→ **Your instructions**
Look below for the line holding "payloads, and the" and the line holding "pub fn command(&self)". Repeat those two and everything between, exactly.
Content starts
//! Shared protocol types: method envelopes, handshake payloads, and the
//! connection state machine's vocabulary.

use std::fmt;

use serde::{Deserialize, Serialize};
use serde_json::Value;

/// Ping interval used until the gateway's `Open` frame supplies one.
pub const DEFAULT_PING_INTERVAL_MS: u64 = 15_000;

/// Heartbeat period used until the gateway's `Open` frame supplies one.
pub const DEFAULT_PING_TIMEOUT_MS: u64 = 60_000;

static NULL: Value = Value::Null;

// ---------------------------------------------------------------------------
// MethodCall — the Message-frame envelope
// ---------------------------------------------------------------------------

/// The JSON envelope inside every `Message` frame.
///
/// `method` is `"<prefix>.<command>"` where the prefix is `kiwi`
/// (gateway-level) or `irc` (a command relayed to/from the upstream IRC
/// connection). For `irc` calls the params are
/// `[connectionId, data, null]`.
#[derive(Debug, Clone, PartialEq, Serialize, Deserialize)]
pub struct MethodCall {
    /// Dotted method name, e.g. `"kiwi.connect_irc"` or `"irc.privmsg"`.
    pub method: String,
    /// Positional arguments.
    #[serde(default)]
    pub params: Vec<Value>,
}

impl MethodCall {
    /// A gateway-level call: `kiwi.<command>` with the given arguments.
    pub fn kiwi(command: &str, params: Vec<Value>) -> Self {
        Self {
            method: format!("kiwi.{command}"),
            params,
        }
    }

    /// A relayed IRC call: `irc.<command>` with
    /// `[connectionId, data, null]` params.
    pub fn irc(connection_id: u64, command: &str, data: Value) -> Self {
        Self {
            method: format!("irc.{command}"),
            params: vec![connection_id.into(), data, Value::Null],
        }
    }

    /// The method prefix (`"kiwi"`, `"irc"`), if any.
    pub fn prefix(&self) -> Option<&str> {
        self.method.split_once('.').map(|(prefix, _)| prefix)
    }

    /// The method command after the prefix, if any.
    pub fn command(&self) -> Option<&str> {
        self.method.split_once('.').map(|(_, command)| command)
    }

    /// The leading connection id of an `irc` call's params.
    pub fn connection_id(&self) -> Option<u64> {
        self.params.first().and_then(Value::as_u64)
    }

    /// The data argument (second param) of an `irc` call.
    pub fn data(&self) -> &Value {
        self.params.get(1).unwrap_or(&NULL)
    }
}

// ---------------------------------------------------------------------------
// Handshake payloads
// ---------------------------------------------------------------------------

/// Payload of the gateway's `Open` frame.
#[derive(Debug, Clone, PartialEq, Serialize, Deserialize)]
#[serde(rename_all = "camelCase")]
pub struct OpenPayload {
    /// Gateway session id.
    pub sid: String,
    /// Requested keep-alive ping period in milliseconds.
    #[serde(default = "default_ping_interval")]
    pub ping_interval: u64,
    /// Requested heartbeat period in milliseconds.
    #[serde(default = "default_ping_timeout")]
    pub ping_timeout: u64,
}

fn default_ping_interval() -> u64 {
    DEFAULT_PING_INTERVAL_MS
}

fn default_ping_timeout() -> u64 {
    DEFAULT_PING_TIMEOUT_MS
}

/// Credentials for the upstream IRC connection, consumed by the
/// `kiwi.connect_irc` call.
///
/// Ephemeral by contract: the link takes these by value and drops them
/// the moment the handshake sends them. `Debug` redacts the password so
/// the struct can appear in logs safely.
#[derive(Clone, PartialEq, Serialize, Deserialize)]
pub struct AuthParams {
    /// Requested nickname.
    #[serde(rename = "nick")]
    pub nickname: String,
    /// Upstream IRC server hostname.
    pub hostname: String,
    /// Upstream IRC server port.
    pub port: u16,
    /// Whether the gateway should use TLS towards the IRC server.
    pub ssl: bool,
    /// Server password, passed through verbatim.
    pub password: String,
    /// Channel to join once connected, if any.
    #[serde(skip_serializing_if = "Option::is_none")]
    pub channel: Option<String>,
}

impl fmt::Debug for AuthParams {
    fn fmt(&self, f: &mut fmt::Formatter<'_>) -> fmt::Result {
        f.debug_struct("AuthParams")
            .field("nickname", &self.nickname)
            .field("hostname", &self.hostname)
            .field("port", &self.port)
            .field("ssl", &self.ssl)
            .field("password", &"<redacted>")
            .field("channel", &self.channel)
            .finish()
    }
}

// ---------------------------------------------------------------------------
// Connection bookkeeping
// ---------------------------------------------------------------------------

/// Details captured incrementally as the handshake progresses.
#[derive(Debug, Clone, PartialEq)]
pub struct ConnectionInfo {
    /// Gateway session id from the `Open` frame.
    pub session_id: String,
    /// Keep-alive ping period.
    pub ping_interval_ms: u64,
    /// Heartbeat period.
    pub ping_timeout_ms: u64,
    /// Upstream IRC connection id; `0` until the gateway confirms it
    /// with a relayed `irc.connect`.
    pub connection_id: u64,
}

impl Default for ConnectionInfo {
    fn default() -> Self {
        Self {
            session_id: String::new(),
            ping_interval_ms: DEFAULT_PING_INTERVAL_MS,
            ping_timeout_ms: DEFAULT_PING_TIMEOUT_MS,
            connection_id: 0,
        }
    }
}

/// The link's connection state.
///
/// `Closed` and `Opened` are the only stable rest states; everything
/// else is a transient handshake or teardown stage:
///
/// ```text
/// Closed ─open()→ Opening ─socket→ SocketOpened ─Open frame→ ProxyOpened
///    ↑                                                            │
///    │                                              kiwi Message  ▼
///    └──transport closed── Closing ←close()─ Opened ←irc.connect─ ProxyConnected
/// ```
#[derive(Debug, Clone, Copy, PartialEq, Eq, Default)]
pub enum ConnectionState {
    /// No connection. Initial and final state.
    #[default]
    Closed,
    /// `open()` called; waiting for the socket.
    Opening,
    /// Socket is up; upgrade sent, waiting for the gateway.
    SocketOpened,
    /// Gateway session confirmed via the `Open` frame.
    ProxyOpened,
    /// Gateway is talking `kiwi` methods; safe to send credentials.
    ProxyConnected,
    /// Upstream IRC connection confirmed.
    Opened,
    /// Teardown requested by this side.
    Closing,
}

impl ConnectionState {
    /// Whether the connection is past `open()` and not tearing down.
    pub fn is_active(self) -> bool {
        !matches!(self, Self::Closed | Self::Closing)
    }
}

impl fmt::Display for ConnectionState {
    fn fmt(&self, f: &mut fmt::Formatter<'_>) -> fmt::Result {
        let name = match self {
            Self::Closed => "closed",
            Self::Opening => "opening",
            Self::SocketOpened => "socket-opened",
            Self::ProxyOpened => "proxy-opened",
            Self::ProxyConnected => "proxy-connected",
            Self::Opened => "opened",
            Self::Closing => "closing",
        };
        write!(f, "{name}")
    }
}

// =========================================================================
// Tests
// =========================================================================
Content ends
Content starts
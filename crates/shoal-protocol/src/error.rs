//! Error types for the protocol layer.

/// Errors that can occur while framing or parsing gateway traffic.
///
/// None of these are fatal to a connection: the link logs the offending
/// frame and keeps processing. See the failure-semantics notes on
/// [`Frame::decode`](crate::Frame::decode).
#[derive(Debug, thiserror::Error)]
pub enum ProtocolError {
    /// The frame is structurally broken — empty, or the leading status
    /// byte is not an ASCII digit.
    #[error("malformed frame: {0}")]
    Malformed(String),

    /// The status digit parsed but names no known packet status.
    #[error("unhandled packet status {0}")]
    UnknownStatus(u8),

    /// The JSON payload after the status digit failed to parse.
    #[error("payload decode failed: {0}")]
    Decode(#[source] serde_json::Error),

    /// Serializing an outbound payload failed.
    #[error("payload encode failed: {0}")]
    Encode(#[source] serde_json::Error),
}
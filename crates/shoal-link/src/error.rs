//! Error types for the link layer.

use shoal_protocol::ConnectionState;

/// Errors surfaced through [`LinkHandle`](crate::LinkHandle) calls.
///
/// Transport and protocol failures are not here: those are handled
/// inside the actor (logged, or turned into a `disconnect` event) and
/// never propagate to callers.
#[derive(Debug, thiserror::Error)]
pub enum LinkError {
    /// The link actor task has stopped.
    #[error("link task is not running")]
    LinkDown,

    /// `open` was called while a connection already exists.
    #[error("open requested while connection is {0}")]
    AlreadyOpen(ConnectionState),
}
Content ends
Content starts
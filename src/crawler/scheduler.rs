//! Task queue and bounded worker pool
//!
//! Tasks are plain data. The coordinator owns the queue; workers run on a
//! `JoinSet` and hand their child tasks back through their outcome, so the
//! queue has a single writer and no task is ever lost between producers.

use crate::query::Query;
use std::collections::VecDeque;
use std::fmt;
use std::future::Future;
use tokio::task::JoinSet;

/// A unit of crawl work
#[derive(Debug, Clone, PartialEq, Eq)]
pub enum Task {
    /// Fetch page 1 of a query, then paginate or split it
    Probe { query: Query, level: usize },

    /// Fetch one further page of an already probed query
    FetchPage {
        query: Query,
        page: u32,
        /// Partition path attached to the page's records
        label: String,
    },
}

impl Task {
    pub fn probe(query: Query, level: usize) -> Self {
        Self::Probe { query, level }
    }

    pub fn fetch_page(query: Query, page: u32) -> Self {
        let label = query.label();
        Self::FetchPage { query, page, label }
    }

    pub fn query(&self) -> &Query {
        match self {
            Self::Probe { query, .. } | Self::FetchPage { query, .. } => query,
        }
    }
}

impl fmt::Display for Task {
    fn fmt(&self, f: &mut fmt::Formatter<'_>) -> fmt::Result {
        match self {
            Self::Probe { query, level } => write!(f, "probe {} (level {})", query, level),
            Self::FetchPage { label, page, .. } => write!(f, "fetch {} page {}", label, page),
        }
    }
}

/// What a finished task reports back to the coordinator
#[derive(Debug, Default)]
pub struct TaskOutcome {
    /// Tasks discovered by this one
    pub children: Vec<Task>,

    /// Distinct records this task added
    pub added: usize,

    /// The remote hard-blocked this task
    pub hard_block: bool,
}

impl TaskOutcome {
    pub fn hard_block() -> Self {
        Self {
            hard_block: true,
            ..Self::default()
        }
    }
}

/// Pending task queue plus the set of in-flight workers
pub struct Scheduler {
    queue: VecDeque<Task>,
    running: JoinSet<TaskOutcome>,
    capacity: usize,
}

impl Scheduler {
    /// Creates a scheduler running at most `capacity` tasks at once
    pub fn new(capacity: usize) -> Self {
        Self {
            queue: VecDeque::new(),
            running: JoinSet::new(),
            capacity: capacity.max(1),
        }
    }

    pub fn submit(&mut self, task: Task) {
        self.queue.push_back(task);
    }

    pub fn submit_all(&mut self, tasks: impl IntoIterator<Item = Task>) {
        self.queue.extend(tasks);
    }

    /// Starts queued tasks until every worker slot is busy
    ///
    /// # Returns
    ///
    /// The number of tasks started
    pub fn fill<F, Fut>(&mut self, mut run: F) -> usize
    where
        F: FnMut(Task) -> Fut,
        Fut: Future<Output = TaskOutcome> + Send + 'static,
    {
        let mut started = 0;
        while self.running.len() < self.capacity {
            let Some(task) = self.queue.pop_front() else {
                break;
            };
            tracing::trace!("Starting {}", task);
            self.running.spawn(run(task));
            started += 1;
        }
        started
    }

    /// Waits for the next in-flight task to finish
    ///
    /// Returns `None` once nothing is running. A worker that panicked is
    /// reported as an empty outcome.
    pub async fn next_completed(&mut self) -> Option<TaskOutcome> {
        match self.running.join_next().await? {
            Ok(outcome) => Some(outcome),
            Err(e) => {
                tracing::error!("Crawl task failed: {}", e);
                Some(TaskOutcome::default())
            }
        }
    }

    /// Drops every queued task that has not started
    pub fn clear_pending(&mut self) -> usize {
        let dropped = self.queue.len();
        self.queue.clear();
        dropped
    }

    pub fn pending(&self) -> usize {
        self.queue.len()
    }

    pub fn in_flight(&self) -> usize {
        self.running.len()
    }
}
Content ends
→ **Expected answer**
//! Shared protocol types: method envelopes, handshake payloads, and the
//! connection state machine's vocabulary.

use std::fmt;

use serde::{Deserialize, Serialize};
use serde_json::Value;

/// Ping interval used until the gateway's `Open` frame supplies one.
pub const DEFAULT_PING_INTERVAL_MS: u64 = 15_000;

/// Heartbeat period used until the gateway's `Open` frame supplies one.
pub const DEFAULT_PING_TIMEOUT_MS: u64 = 60_000;

static NULL: Value = Value::Null;

// ---------------------------------------------------------------------------
// MethodCall — the Message-frame envelope
// ---------------------------------------------------------------------------

/// The JSON envelope inside every `Message` frame.
///
/// `method` is `"<prefix>.<command>"` where the prefix is `kiwi`
/// (gateway-level) or `irc` (a command relayed to/from the upstream IRC
/// connection). For `irc` calls the params are
/// `[connectionId, data, null]`.
#[derive(Debug, Clone, PartialEq, Serialize, Deserialize)]
pub struct MethodCall {
    /// Dotted method name, e.g. `"kiwi.connect_irc"` or `"irc.privmsg"`.
    pub method: String,
    /// Positional arguments.
    #[serde(default)]
    pub params: Vec<Value>,
}

impl MethodCall {
    /// A gateway-level call: `kiwi.<command>` with the given arguments.
    pub fn kiwi(command: &str, params: Vec<Value>) -> Self {
        Self {
            method: format!("kiwi.{command}"),
            params,
        }
    }

    /// A relayed IRC call: `irc.<command>` with
    /// `[connectionId, data, null]` params.
    pub fn irc(connection_id: u64, command: &str, data: Value) -> Self {
        Self {
            method: format!("irc.{command}"),
            params: vec![connection_id.into(), data, Value::Null],
        }
    }

    /// The method prefix (`"kiwi"`, `"irc"`), if any.
    pub fn prefix(&self) -> Option<&str> {
        self.method.split_once('.').map(|(prefix, _)| prefix)
    }

    /// The method command after the prefix, if any.
    pub fn command(&self) -> Option<&str> {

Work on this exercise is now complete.